Justin P. Peters, Ewa A. Kowal, Pradeep S. Pallan, Martin Egli, L James Maher III

Research output: Contribution to journalArticle

1 Citation (Scopus)

Abstract

Leveraging structural biology tools, we report the results of experiments seeking to determine if the different mechanical properties of DNA polymers with base analog substitutions can be attributed, at least in part, to induced changes from classical B-form DNA. The underlying hypothesis is that different inherent bending and twisting flexibilities may characterize non-canonical B-DNA, so that it is inappropriate to interpret mechanical changes caused by base analog substitution as resulting simply from ‘electrostatic’ or ‘base stacking’ influences without considering the larger context of altered helical geometry. Circular dichroism spectra of inosine-substituted oligonucleotides and longer base-substituted DNAs in solution indicated non-canonical helical conformations, with the degree of deviation from a standard B-form geometry depending on the number of I⋅C pairs. X-ray diffraction of a highly inosine-substituted DNA decamer crystal (eight I⋅C and two A⋅T pairs) revealed an A-tract-like conformation with a uniformly narrow minor groove, reduced helical rise, and the majority of sugars adopting a C1′-exo (southeastern) conformation. This contrasts with the standard B-DNA geometry with C2′-endo sugar puckers (south conformation). In contrast, the crystal structure of a decamer with only four I⋅C pairs has a geometry similar to that of the reference duplex with eight G⋅C and two A⋅T pairs. The unique crystal geometry of the inosine-rich duplex is noteworthy given its unusual CD signature in solution and the altered mechanical properties of some inosine-containing DNAs.
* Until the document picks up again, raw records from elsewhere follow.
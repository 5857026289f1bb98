// src/services/auth.rs

use bcrypt::{hash, verify};
use chrono::Utc;
use jsonwebtoken::{decode, encode, DecodingKey, EncodingKey, Header, Validation};

use crate::{
    common::error::AppError,
    config::AppConfig,
    db::UserRepository,
    models::{
        auth::{Claims, CurrentUser},
        user::{CreateUserPayload, NewUser, User, UserRole},
    },
};

#[derive(Clone)]
pub struct AuthService {
    user_repo: UserRepository,
    jwt_secret: String,
    token_ttl_hours: i64,
}

impl AuthService {
    pub fn new(user_repo: UserRepository, jwt_secret: String, token_ttl_hours: i64) -> Self {
        Self {
            user_repo,
            jwt_secret,
            token_ttl_hours,
        }
    }

    /// Usuário desconhecido, inativo ou senha errada dão o mesmo erro.
    pub async fn login(&self, email: &str, password: &str) -> Result<(User, String), AppError> {
        let user = self
            .user_repo
            .find_by_email(email)
            .await?
            .filter(|user| user.is_active)
            .ok_or(AppError::InvalidCredentials)?;

        if !verify_password(password, &user.password_hash).await? {
            return Err(AppError::InvalidCredentials);
        }

        let token = self.create_token(&user)?;
        tracing::info!(user_id = %user.id, "login realizado");
        Ok((user, token))
    }

    pub async fn create_user(&self, payload: CreateUserPayload) -> Result<User, AppError> {
        let password_hash = hash_password(&payload.password).await?;

        let user = self
            .user_repo
            .create(NewUser {
                email: payload.email.trim().to_lowercase(),
                password_hash,
                full_name: payload.full_name,
                phone: payload.phone,
                role: payload.role.unwrap_or(UserRole::Agente),
            })
            .await?;

        tracing::info!(user_id = %user.id, role = ?user.role, "usuário criado");
        Ok(user)
    }

    /// Cria o primeiro ADMIN quando a tabela de usuários está vazia.
    pub async fn ensure_bootstrap_admin(&self, config: &AppConfig) -> Result<(), AppError> {
        let Some(admin) = &config.bootstrap_admin else {
            return Ok(());
        };

        if self.user_repo.count().await? > 0 {
            return Ok(());
        }

        self.create_user(CreateUserPayload {
            email: admin.email.clone(),
            password: admin.password.clone(),
            full_name: "Administrador".to_string(),
            phone: None,
            role: Some(UserRole::Admin),
        })
        .await?;

        tracing::info!("👤 Administrador inicial criado ({})", admin.email);
        Ok(())
    }

    // Sem ida ao banco: id e papel vêm das claims
    pub fn validate_token(&self, token: &str) -> Result<CurrentUser, AppError> {
        let token_data = decode::<Claims>(
            token,
            &DecodingKey::from_secret(self.jwt_secret.as_ref()),
            &Validation::default(),
        )
        .map_err(|_| AppError::InvalidToken)?;

        Ok(CurrentUser {
            id: token_data.claims.sub,
            role: token_data.claims.role,
        })
    }

    pub fn create_token(&self, user: &User) -> Result<String, AppError> {
        let now = Utc::now();
        let expires_at = now + chrono::Duration::hours(self.token_ttl_hours);

        let claims = Claims {
            sub: user.id,
            role: user.role,
            exp: expires_at.timestamp() as usize,
            iat: now.timestamp() as usize,
        };

        Ok(encode(
            &Header::default(),
            &claims,
            &EncodingKey::from_secret(self.jwt_secret.as_ref()),
        )?)
    }
}

// bcrypt é CPU-bound: roda fora das threads do runtime
pub async fn hash_password(password: &str) -> Result<String, AppError> {
    let password = password.to_owned();
    let hashed = tokio::task::spawn_blocking(move || hash(&password, bcrypt::DEFAULT_COST))
        .await
        .map_err(|e| anyhow::anyhow!("Falha na task de hashing: {}", e))??;
    Ok(hashed)
}

pub async fn verify_password(password: &str, password_hash: &str) -> Result<bool, AppError> {
    let password = password.to_owned();
    let password_hash = password_hash.to_owned();
    let valid = tokio::task::spawn_blocking(move || verify(&password, &password_hash))
        .await
        .map_err(|e| anyhow::anyhow!("Falha na task de verificação de senha: {}", e))??;
    Ok(valid)
}
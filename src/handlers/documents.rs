// src/handlers/documents.rs

use axum::{
    extract::{Path, Query, State},
    http::StatusCode,
    response::IntoResponse,
    Json,
};
use axum_extra::extract::WithRejection;
use serde::Deserialize;
use serde_json::json;
use uuid::Uuid;
use validator::Validate;

use crate::{
    common::error::{ApiError, AppError, Entity},
    config::AppState,
    handlers::{message, parse_id, required_id},
    middleware::i18n::Locale,
};

#[derive(Debug, Deserialize, Validate)]
#[serde(rename_all = "camelCase")]
pub struct AddDocumentPayload {
    #[serde(default)]
    #[validate(length(min = 1, message = "required"))]
    pub name: String,
    #[serde(default)]
    #[validate(length(min = 1, message = "required"))]
    pub url: String,
    #[serde(rename = "type")]
    pub doc_type: Option<String>,
    pub property_id: Option<Uuid>,
}

#[derive(Debug, Deserialize)]
#[serde(rename_all = "camelCase")]
pub struct DocumentListQuery {
    pub property_id: Option<String>,
}

// POST /api/documents
pub async fn add_document(
    State(app_state): State<AppState>,
    locale: Locale,
    WithRejection(Json(payload), _): WithRejection<Json<AddDocumentPayload>, AppError>,
) -> Result<impl IntoResponse, ApiError> {
    let document = async {
        payload.validate()?;
        let property_id = payload
            .property_id
            .ok_or(AppError::MissingParameter("propertyId"))?;
        app_state
            .document_repo
            .add(&payload.name, &payload.url, payload.doc_type.as_deref(), property_id)
            .await
    }
    .await
    .map_err(|e| e.to_api_error(&locale, &app_state.i18n_store))?;

    Ok((StatusCode::CREATED, Json(document)))
}

// GET /api/documents?propertyId=
pub async fn list_documents(
    State(app_state): State<AppState>,
    locale: Locale,
    Query(query): Query<DocumentListQuery>,
) -> Result<impl IntoResponse, ApiError> {
    let documents = async {
        let property_id = required_id(query.property_id.as_deref(), "propertyId")?;
        app_state.document_repo.list_by_property(property_id).await
    }
    .await
    .map_err(|e| e.to_api_error(&locale, &app_state.i18n_store))?;

    Ok((StatusCode::OK, Json(documents)))
}

// DELETE /api/documents/{id}
pub async fn delete_document(
    State(app_state): State<AppState>,
    locale: Locale,
    Path(id): Path<String>,
) -> Result<impl IntoResponse, ApiError> {
    let outcome = async {
        let id = parse_id(&id, "id")?;
        app_state
            .document_repo
            .delete(id)
            .await?
            .require(Entity::Document)
    }
    .await
    .map_err(|e| e.to_api_error(&locale, &app_state.i18n_store))?;

    Ok(message(&app_state, &locale, "msg.document_deleted", json!(outcome)))
}
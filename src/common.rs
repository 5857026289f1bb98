pub mod db_utils;
pub mod error;
pub mod i18n;
pub mod serde_ext;
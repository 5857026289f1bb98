// src/models/post.rs

use chrono::{DateTime, Utc};
use serde::Serialize;
use sqlx::FromRow;
use uuid::Uuid;

pub const DEFAULT_CATEGORY: &str = "NOTICIA";

// Comunicado interno (mural de notícias)
#[derive(Debug, Clone, Serialize, FromRow)]
#[serde(rename_all = "camelCase")]
pub struct InternalPost {
    pub id: Uuid,
    pub title: String,
    pub body: String,
    pub category: String,
    pub author_id: Uuid,
    pub created_at: DateTime<Utc>,
}

#[derive(Debug, Clone, Serialize, FromRow)]
#[serde(rename_all = "camelCase")]
pub struct PostWithAuthor {
    #[sqlx(flatten)]
    #[serde(flatten)]
    pub post: InternalPost,
    pub author_name: String,
}
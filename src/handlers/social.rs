// src/handlers/social.rs

use axum::{
    extract::{Query, State},
    http::StatusCode,
    response::IntoResponse,
    Json,
};
use axum_extra::extract::WithRejection;
use serde::Deserialize;
use serde_json::json;
use uuid::Uuid;

use crate::{
    common::error::{ApiError, AppError},
    config::AppState,
    handlers::{message, required_id},
    middleware::i18n::Locale,
};

#[derive(Debug, Deserialize)]
#[serde(rename_all = "camelCase")]
pub struct PublishPayload {
    pub property_id: Option<Uuid>,
    #[serde(default)]
    pub networks: Vec<String>,
}

#[derive(Debug, Deserialize)]
#[serde(rename_all = "camelCase")]
pub struct SocialLogQuery {
    pub property_id: Option<String>,
}

// POST /api/social/publish
pub async fn publish(
    State(app_state): State<AppState>,
    locale: Locale,
    WithRejection(Json(payload), _): WithRejection<Json<PublishPayload>, AppError>,
) -> Result<impl IntoResponse, ApiError> {
    let published = async {
        let property_id = payload
            .property_id
            .ok_or(AppError::MissingParameter("propertyId"))?;
        app_state
            .social_service
            .publish(property_id, &payload.networks)
            .await
    }
    .await
    .map_err(|e| e.to_api_error(&locale, &app_state.i18n_store))?;

    Ok((
        StatusCode::CREATED,
        message(&app_state, &locale, "msg.published", json!({ "published": published })),
    ))
}

// GET /api/social/logs?propertyId=
pub async fn list_logs(
    State(app_state): State<AppState>,
    locale: Locale,
    Query(query): Query<SocialLogQuery>,
) -> Result<impl IntoResponse, ApiError> {
    let logs = async {
        let property_id = required_id(query.property_id.as_deref(), "propertyId")?;
        app_state.social_service.list_logs(property_id).await
    }
    .await
    .map_err(|e| e.to_api_error(&locale, &app_state.i18n_store))?;

    Ok((StatusCode::OK, Json(logs)))
}
// src/db/sale_repo.rs

use chrono::NaiveDate;
use sqlx::{Executor, PgPool, Postgres};
use uuid::Uuid;

use crate::{
    common::{db_utils::Procedure, error::AppError},
    models::sale::{NewSale, Sale, SaleReportRow, SaleStatus},
};

#[derive(Clone)]
pub struct SaleRepository {
    pool: PgPool,
}

impl SaleRepository {
    pub fn new(pool: PgPool) -> Self {
        Self { pool }
    }

    // =========================================================================
    //  ROTINAS ARMAZENADAS
    // =========================================================================

    pub async fn register(&self, new_sale: NewSale) -> Result<Sale, AppError> {
        Procedure::new("sp_sale_register")
            .bind(new_sale.property_id)
            .bind(new_sale.final_price)
            .bind(new_sale.total_commission)
            .bind(new_sale.listing_agent_id)
            .bind(new_sale.is_shared)
            .bind(new_sale.external_agency)
            .bind(new_sale.shared_pct)
            .bind(new_sale.selling_agent_id)
            .fetch_one(&self.pool)
            .await
    }

    /// Vendas fechadas entre as datas (inclusive), de qualquer status.
    pub async fn report(
        &self,
        start: NaiveDate,
        end: NaiveDate,
    ) -> Result<Vec<SaleReportRow>, AppError> {
        Procedure::new("sp_report_sales")
            .bind(start)
            .bind(end)
            .fetch_all(&self.pool)
            .await
    }

    // =========================================================================
    //  SQL DIRETO
    // =========================================================================

    pub async fn list(&self, status: Option<SaleStatus>) -> Result<Vec<Sale>, AppError> {
        let sales = sqlx::query_as::<_, Sale>(
            r#"
            SELECT * FROM sales
            WHERE ($1::sale_status IS NULL OR status = $1)
            ORDER BY closed_at DESC
            "#,
        )
        .bind(status)
        .fetch_all(&self.pool)
        .await?;

        Ok(sales)
    }

    pub async fn find(&self, id: Uuid) -> Result<Option<Sale>, AppError> {
        let sale = sqlx::query_as::<_, Sale>("SELECT * FROM sales WHERE id = $1")
            .bind(id)
            .fetch_optional(&self.pool)
            .await?;
        Ok(sale)
    }

    /// `SELECT ... FOR UPDATE`: aprovações concorrentes da mesma venda ficam em fila.
    pub async fn lock<'e, E>(&self, executor: E, id: Uuid) -> Result<Option<Sale>, AppError>
    where
        E: Executor<'e, Database = Postgres>,
    {
        let sale = sqlx::query_as::<_, Sale>("SELECT * FROM sales WHERE id = $1 FOR UPDATE")
            .bind(id)
            .fetch_optional(executor)
            .await?;
        Ok(sale)
    }

    pub async fn set_approved<'e, E>(
        &self,
        executor: E,
        id: Uuid,
        status: SaleStatus,
        approved_by: Uuid,
    ) -> Result<Sale, AppError>
    where
        E: Executor<'e, Database = Postgres>,
    {
        let sale = sqlx::query_as::<_, Sale>(
            r#"
            UPDATE sales
            SET status = $2, approved_at = NOW(), approved_by = $3
            WHERE id = $1
            RETURNING *
            "#,
        )
        .bind(id)
        .bind(status)
        .bind(approved_by)
        .fetch_one(executor)
        .await?;

        Ok(sale)
    }

    pub async fn delete_by_property<'e, E>(
        &self,
        executor: E,
        property_id: Uuid,
    ) -> Result<u64, AppError>
    where
        E: Executor<'e, Database = Postgres>,
    {
        let result = sqlx::query("DELETE FROM sales WHERE property_id = $1")
            .bind(property_id)
            .execute(executor)
            .await?;

        Ok(result.rows_affected())
    }
}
Original languageEnglish (US)
Pages (from-to)1-20
Number of pages20
JournalJournal of Biomolecular Structure and Dynamics
DOIs
StateAccepted/In press - Sep 3 2017

Fingerprint

Inosine
X Ray Crystallography
Circular Dichroism
DNA
B-Form DNA
Static Electricity
Oligonucleotides
X-Ray Diffraction
Polymers

Keywords

  • A-tracts
  • B-DNA
  • circular dichroism
  • DNA topology
  • inosine
  • metal ion coordination
  • sequence-dependent helix geometry
  • X-ray crystallography

ASJC Scopus subject areas

  • Structural Biology
  • Molecular Biology

Cite this

Comparative analysis of inosine-substituted duplex DNA by circular dichroism and X-ray crystallography. / Peters, Justin P.; Kowal, Ewa A.; Pallan, Pradeep S.; Egli, Martin; Maher III, L James.

In: Journal of Biomolecular Structure and Dynamics, 03.09.2017, p. 1-20.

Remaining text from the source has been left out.